L'art de réfléchir, épisode 3 - Le courage philosophique



Dans l’épisode précédent, j’écrivais que « tout humain peut accéder à la philosophie car celle-ci n’est que volonté ». Malgré tout, force est d’admettre que les vertus philosophiques issues de la sagesse nécessitent une énergie hors du commun pour être atteintes. En guise de rappel de ces vertus, pensons à la volonté de comprendre, tant le monde que soi-même, au détachement, à l’engagement et aux vertus morales telles que le doute et la sérénité. Cette énergie volontaire de l’esprit, Joseph Valatoux, dans son ouvrage L’intention philosophique, la nomme « courage philosophique ». Essayons de comprendre ce courage philosophique, pour trouver en chacun de nous l’énergie d’y faire appel tout au long de nos vies.

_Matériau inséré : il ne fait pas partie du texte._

//! # Inventory Ledger
//!
//! Owns `variants.stock`. Nothing else in the crate writes that column.
//!
//! ## Reservation Protocol
//! ```text
//! ┌─────────────────────────────────────────────────────────────────────────┐
//! │  reserve(V, qty)                                                        │
//! │                                                                         │
//! │   UPDATE variants SET stock = stock - qty                               │
//! │   WHERE id = V AND stock >= qty          ← check and decrement are one │
//! │   RETURNING stock                          statement (compare-and-swap)│
//! │        │                                                                │
//! │        ├── row returned  → Ok(remaining)                               │
//! │        └── no row        → SELECT stock FROM variants WHERE id = V     │
//! │                              ├── none  → UnknownVariant(V)             │
//! │                              └── n     → InsufficientStock(V, qty, n)  │
//! │                                                                         │
//! │  Commit is implicit: inside place_order the decrement lives or dies    │
//! │  with the order transaction.                                            │
//! └─────────────────────────────────────────────────────────────────────────┘
//! ```
//!
//! SQLite has one writer at a time, so two transactions reserving the same
//! variant queue on the write lock; the second one evaluates `stock >= qty`
//! against the first one's committed result, never a stale read.

use atelier_core::validation::validate_stock_delta;
use atelier_core::CoreError;
use chrono::Utc;
use sqlx::{SqliteConnection, SqlitePool};
use tracing::{debug, info, warn};

use crate::error::{DbError, DbResult};

// =============================================================================
// Connection-level operations
// =============================================================================

/// Decrements stock by `qty` if at least `qty` is available.
/// Returns the remaining stock.
pub(crate) async fn reserve_in(conn: &mut SqliteConnection, variant_id: &str, qty: i64) -> DbResult<i64> {
    validate_stock_delta(qty)?;

    let remaining: Option<i64> = sqlx::query_scalar(
        r#"
        UPDATE variants
        SET stock = stock - ?2, updated_at = ?3
        WHERE id = ?1 AND stock >= ?2
        RETURNING stock
        "#,
    )
    .bind(variant_id)
    .bind(qty)
    .bind(Utc::now())
    .fetch_optional(&mut *conn)
    .await
    .map_err(|e| DbError::from(e).for_entity("variant", variant_id))?;

    if let Some(remaining) = remaining {
        debug!(variant_id = %variant_id, qty = qty, remaining = remaining, "Stock reserved");
        return Ok(remaining);
    }

    match current_stock(conn, variant_id).await? {
        None => Err(CoreError::UnknownVariant(variant_id.to_string()).into()),
        Some(available) => {
            warn!(
                variant_id = %variant_id,
                requested = qty,
                available = available,
                "Insufficient stock"
            );
            Err(CoreError::InsufficientStock {
                variant_id: variant_id.to_string(),
                requested: qty,
                available,
            }
            .into())
        }
    }
}

/// Increments stock by `qty`. Returns the new stock.
pub(crate) async fn release_in(conn: &mut SqliteConnection, variant_id: &str, qty: i64) -> DbResult<i64> {
    validate_stock_delta(qty)?;

    // The bound keeps SQLite from promoting an overflowing sum to REAL
    let stock: Option<i64> = sqlx::query_scalar(
        r#"
        UPDATE variants
        SET stock = stock + ?2, updated_at = ?3
        WHERE id = ?1 AND stock <= 9223372036854775807 - ?2
        RETURNING stock
        "#,
    )
    .bind(variant_id)
    .bind(qty)
    .bind(Utc::now())
    .fetch_optional(&mut *conn)
    .await
    .map_err(|e| DbError::from(e).for_entity("variant", variant_id))?;

    if let Some(stock) = stock {
        return Ok(stock);
    }

    match current_stock(conn, variant_id).await? {
        None => Err(CoreError::UnknownVariant(variant_id.to_string()).into()),
        Some(current) => {
            warn!(variant_id = %variant_id, qty = qty, stock = current, "Stock increment would overflow");
            Err(CoreError::AmountOverflow.into())
        }
    }
}

async fn current_stock(conn: &mut SqliteConnection, variant_id: &str) -> DbResult<Option<i64>> {
    let stock: Option<i64> = sqlx::query_scalar("SELECT stock FROM variants WHERE id = ?1")
        .bind(variant_id)
        .fetch_optional(&mut *conn)
        .await?;
    Ok(stock)
}

// =============================================================================
// Inventory Ledger
// =============================================================================

/// Per-variant stock operations, each its own atomic statement.
#[derive(Debug, Clone)]
pub struct InventoryLedger {
    pool: SqlitePool,
}

impl InventoryLedger {
    /// Creates a new InventoryLedger.
    pub fn new(pool: SqlitePool) -> Self {
        InventoryLedger { pool }
    }

    /// Current stock of a variant.
    pub async fn stock(&self, variant_id: &str) -> DbResult<i64> {
        let mut conn = self.pool.acquire().await?;
        current_stock(&mut conn, variant_id)
            .await?
            .ok_or_else(|| CoreError::UnknownVariant(variant_id.to_string()).into())
    }

    /// Reserves stock outside an order. All-or-nothing: on failure the stock
    /// is untouched.
    pub async fn reserve(&self, variant_id: &str, qty: i64) -> DbResult<i64> {
        let mut conn = self.pool.acquire().await?;
        reserve_in(&mut conn, variant_id, qty).await
    }

    /// Puts reserved units back, e.g. when a cancellation layer voids an order.
    pub async fn release(&self, variant_id: &str, qty: i64) -> DbResult<i64> {
        let mut conn = self.pool.acquire().await?;
        let stock = release_in(&mut conn, variant_id, qty).await?;
        debug!(variant_id = %variant_id, qty = qty, stock = stock, "Stock released");
        Ok(stock)
    }

    /// Books a goods receipt from the back office.
    pub async fn restock(&self, variant_id: &str, qty: i64) -> DbResult<i64> {
        let mut conn = self.pool.acquire().await?;
        let stock = release_in(&mut conn, variant_id, qty).await?;
        info!(variant_id = %variant_id, qty = qty, stock = stock, "Variant restocked");
        Ok(stock)
    }
}

// =============================================================================
// Unit Tests
// =============================================================================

Rappelons que la philosophie, c’est l’intention de sagesse, de comprendre, tant le monde que soi-même; l’ouverture d’esprit, c’est l’activation de cette noble intention. En pratique, cet art de réfléchir se heurte à certaines contraintes. C’est face à ces contraintes que le courage philosophique intervient : il permet un déploiement d’énergie pour les surmonter. Je me plais à dire qu’il s’agit donc d’une énergie, d’une vigueur intellectuelle. En effet, tout comme le courageux grimpeur qui entame la montée du mont Kilimandjaro, le courageux penseur tentera de surmonter les contraintes à l’ouverture de son esprit. Valatoux met le doigt sur deux contraintes majeures dont j’aimerais vous faire part. Assurez-vous qu’un courage extraordinaire est requis pour les surmonter; c’est probablement l’œuvre d’une vie. Par contre, une fois acceptés, ces deux concepts ne peuvent plus être ignorés.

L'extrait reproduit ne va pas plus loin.